### [Supplied material]
---
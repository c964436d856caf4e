//! Entity-agnostic persistence.
//!
//! Every stored type implements [`Entity`], which exposes its id, its audit
//! block and its column values. [`Repository`] is the CRUD + query contract
//! shared by the Postgres backend and the in-memory backend.

pub mod memory;
pub mod postgres;
pub mod query;
pub mod retry;

use async_trait::async_trait;
use serde::Serialize;
use sqlx::postgres::PgRow;
use sqlx::FromRow;

use crate::error::{AppError, AppResult};
use crate::models::audit::{Audit, AUDIT_WRITABLE_COLUMNS};

pub use memory::MemoryRepository;
pub use postgres::PgRepository;
pub use query::{Direction, Filter, Page, Paged, Query, Value};

/// Capability set required from anything the repositories store.
pub trait Entity:
    Clone + Send + Sync + Unpin + std::fmt::Debug + 'static + for<'r> FromRow<'r, PgRow>
{
    const TABLE: &'static str;
    /// Human readable name used in error messages.
    const NAME: &'static str;
    /// Entity-owned writable columns, in the order [`Entity::values`] yields them.
    const COLUMNS: &'static [&'static str];

    fn id(&self) -> i64;
    fn set_id(&mut self, id: i64);
    fn audit(&self) -> &Audit;
    fn audit_mut(&mut self) -> &mut Audit;

    /// Current value of every column in [`Entity::COLUMNS`].
    fn values(&self) -> Vec<(&'static str, Value)>;

    /// Write one entity-owned column. Unknown columns and type mismatches are
    /// validation failures.
    fn assign(&mut self, column: &str, value: Value) -> AppResult<()>;

    /// Read any column, including `id` and the audit columns.
    fn field(&self, column: &str) -> Option<Value> {
        if column == "id" {
            return Some(Value::from(self.id()));
        }
        self.audit().field(column).or_else(|| {
            self.values()
                .into_iter()
                .find(|(name, _)| *name == column)
                .map(|(_, value)| value)
        })
    }
}

/// Whether `column` may be written through [`Repository::update_fields`].
pub fn is_writable_column<E: Entity>(column: &str) -> bool {
    E::COLUMNS.contains(&column) || AUDIT_WRITABLE_COLUMNS.contains(&column)
}

/// Whether `column` exists at all on `E`'s table.
pub fn is_known_column<E: Entity>(column: &str) -> bool {
    column == "id" || is_writable_column::<E>(column) || Audit::is_column(column)
}

pub(crate) fn check_writable<E: Entity>(fields: &[(&'static str, Value)]) -> AppResult<()> {
    if fields.is_empty() {
        return Err(AppError::validation("no fields to update"));
    }
    match fields.iter().find(|(column, _)| !is_writable_column::<E>(column)) {
        Some((column, _)) => Err(AppError::validation(format!(
            "{} has no writable field '{}'",
            E::NAME,
            column
        ))),
        None => Ok(()),
    }
}

pub(crate) fn check_known<E: Entity>(column: &str) -> AppResult<()> {
    if is_known_column::<E>(column) {
        Ok(())
    } else {
        Err(AppError::validation(format!(
            "{} has no field '{}'",
            E::NAME,
            column
        )))
    }
}

/// Backend reachability, reported by `/health`.
#[derive(Debug, Clone, Serialize)]
pub struct StoreStatus {
    pub backend: &'static str,
    pub reachable: bool,
}

/// CRUD and query contract over one entity type.
///
/// Reads never return soft-deleted rows unless the query asks for them.
/// Writes against a missing or deleted id fail with `NotFound`; writes
/// carrying a stale version fail with `Conflict`.
#[async_trait]
pub trait Repository<E: Entity>: Send + Sync {
    async fn get_by_id(&self, id: i64) -> AppResult<Option<E>>;

    async fn find(&self, query: &Query) -> AppResult<Vec<E>>;

    async fn page(&self, query: &Query, page: Page) -> AppResult<Paged<E>>;

    async fn exists(&self, id: i64) -> AppResult<bool>;

    async fn count(&self, query: &Query) -> AppResult<u64>;

    /// Sum of a numeric column over the rows matching `query`; 0 when none match.
    async fn sum(&self, column: &'static str, query: &Query) -> AppResult<f64>;

    /// Mean of a numeric column over the rows matching `query`.
    async fn average(&self, column: &'static str, query: &Query) -> AppResult<Option<f64>>;

    /// Store a new row. The id is assigned by the store and the version starts at 1.
    async fn create(&self, entity: E) -> AppResult<E>;

    /// Write every entity column plus `updated_at`/`updated_by`, guarded by
    /// `entity.audit().version`.
    async fn update(&self, entity: &E) -> AppResult<E>;

    /// Write only the named columns. `expected_version` of `None` skips the
    /// optimistic check.
    async fn update_fields(
        &self,
        id: i64,
        expected_version: Option<i64>,
        fields: &[(&'static str, Value)],
    ) -> AppResult<E>;

    /// Soft delete.
    async fn delete(&self, id: i64, by: &str) -> AppResult<()>;

    async fn hard_delete(&self, id: i64) -> AppResult<()>;

    async fn status(&self) -> StoreStatus;
}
---
### [Task goal]
Each record above is to be reproduced verbatim.

### [Task response]
repository c964436d856caf4e
//! Entity-agnostic persistence.
//!
//! Every stored type implements [`Entity`], which exposes its id, its audit
//! block and its column values. [`Repository`] is the CRUD + query contract
//! shared by the Postgres backend and the in-memory backend.

pub mod memory;
pub mod postgres;
pub mod query;
pub mod retry;

use async_trait::async_trait;
use serde::Serialize;
use sqlx::postgres::PgRow;
use sqlx::FromRow;

use crate::error::{AppError, AppResult};
use crate::models::audit::{Audit, AUDIT_WRITABLE_COLUMNS};

pub use memory::MemoryRepository;
pub use postgres::PgRepository;
pub use query::{Direction, Filter, Page, Paged, Query, Value};

/// Capability set required from anything the repositories store.
pub trait Entity:
    Clone + Send + Sync + Unpin + std::fmt::Debug + 'static + for<'r> FromRow<'r, PgRow>
{
    const TABLE: &'static str;
    /// Human readable name used in error messages.
    const NAME: &'static str;
    /// Entity-owned writable columns, in the order [`Entity::values`] yields them.
    const COLUMNS: &'static [&'static str];

    fn id(&self) -> i64;
    fn set_id(&mut self, id: i64);
    fn audit(&self) -> &Audit;
    fn audit_mut(&mut self) -> &mut Audit;

    /// Current value of every column in [`Entity::COLUMNS`].
    fn values(&self) -> Vec<(&'static str, Value)>;

    /// Write one entity-owned column. Unknown columns and type mismatches are
    /// validation failures.
    fn assign(&mut self, column: &str, value: Value) -> AppResult<()>;

    /// Read any column, including `id` and the audit columns.
    fn field(&self, column: &str) -> Option<Value> {
        if column == "id" {
            return Some(Value::from(self.id()));
        }
        self.audit().field(column).or_else(|| {
            self.values()
                .into_iter()
                .find(|(name, _)| *name == column)
                .map(|(_, value)| value)
        })
    }
}

/// Whether `column` may be written through [`Repository::update_fields`].
pub fn is_writable_column<E: Entity>(column: &str) -> bool {
    E::COLUMNS.contains(&column) || AUDIT_WRITABLE_COLUMNS.contains(&column)
}

/// Whether `column` exists at all on `E`'s table.
pub fn is_known_column<E: Entity>(column: &str) -> bool {
    column == "id" || is_writable_column::<E>(column) || Audit::is_column(column)
}

pub(crate) fn check_writable<E: Entity>(fields: &[(&'static str, Value)]) -> AppResult<()> {
    if fields.is_empty() {
        return Err(AppError::validation("no fields to update"));
    }
    match fields.iter().find(|(column, _)| !is_writable_column::<E>(column)) {
        Some((column, _)) => Err(AppError::validation(format!(
            "{} has no writable field '{}'",
            E::NAME,
            column
        ))),
        None => Ok(()),
    }
}

pub(crate) fn check_known<E: Entity>(column: &str) -> AppResult<()> {
    if is_known_column::<E>(column) {
        Ok(())
    } else {
        Err(AppError::validation(format!(
            "{} has no field '{}'",
            E::NAME,
            column
        )))
    }
}

/// Backend reachability, reported by `/health`.
#[derive(Debug, Clone, Serialize)]
pub struct StoreStatus {
    pub backend: &'static str,
    pub reachable: bool,
}

/// CRUD and query contract over one entity type.
///
/// Reads never return soft-deleted rows unless the query asks for them.
/// Writes against a missing or deleted id fail with `NotFound`; writes
/// carrying a stale version fail with `Conflict`.
#[async_trait]
pub trait Repository<E: Entity>: Send + Sync {
    async fn get_by_id(&self, id: i64) -> AppResult<Option<E>>;

    async fn find(&self, query: &Query) -> AppResult<Vec<E>>;

    async fn page(&self, query: &Query, page: Page) -> AppResult<Paged<E>>;

    async fn exists(&self, id: i64) -> AppResult<bool>;

    async fn count(&self, query: &Query) -> AppResult<u64>;

    /// Sum of a numeric column over the rows matching `query`; 0 when none match.
    async fn sum(&self, column: &'static str, query: &Query) -> AppResult<f64>;

    /// Mean of a numeric column over the rows matching `query`.
    async fn average(&self, column: &'static str, query: &Query) -> AppResult<Option<f64>>;

    /// Store a new row. The id is assigned by the store and the version starts at 1.
    async fn create(&self, entity: E) -> AppResult<E>;

    /// Write every entity column plus `updated_at`/`updated_by`, guarded by
    /// `entity.audit().version`.
    async fn update(&self, entity: &E) -> AppResult<E>;

    /// Write only the named columns. `expected_version` of `None` skips the
    /// optimistic check.
    async fn update_fields(
        &self,
        id: i64,
        expected_version: Option<i64>,
        fields: &[(&'static str, Value)],
    ) -> AppResult<E>;

    /// Soft delete.
    async fn delete(&self, id: i64, by: &str) -> AppResult<()>;

    async fn hard_delete(&self, id: i64) -> AppResult<()>;

    async fn status(&self) -> StoreStatus;
}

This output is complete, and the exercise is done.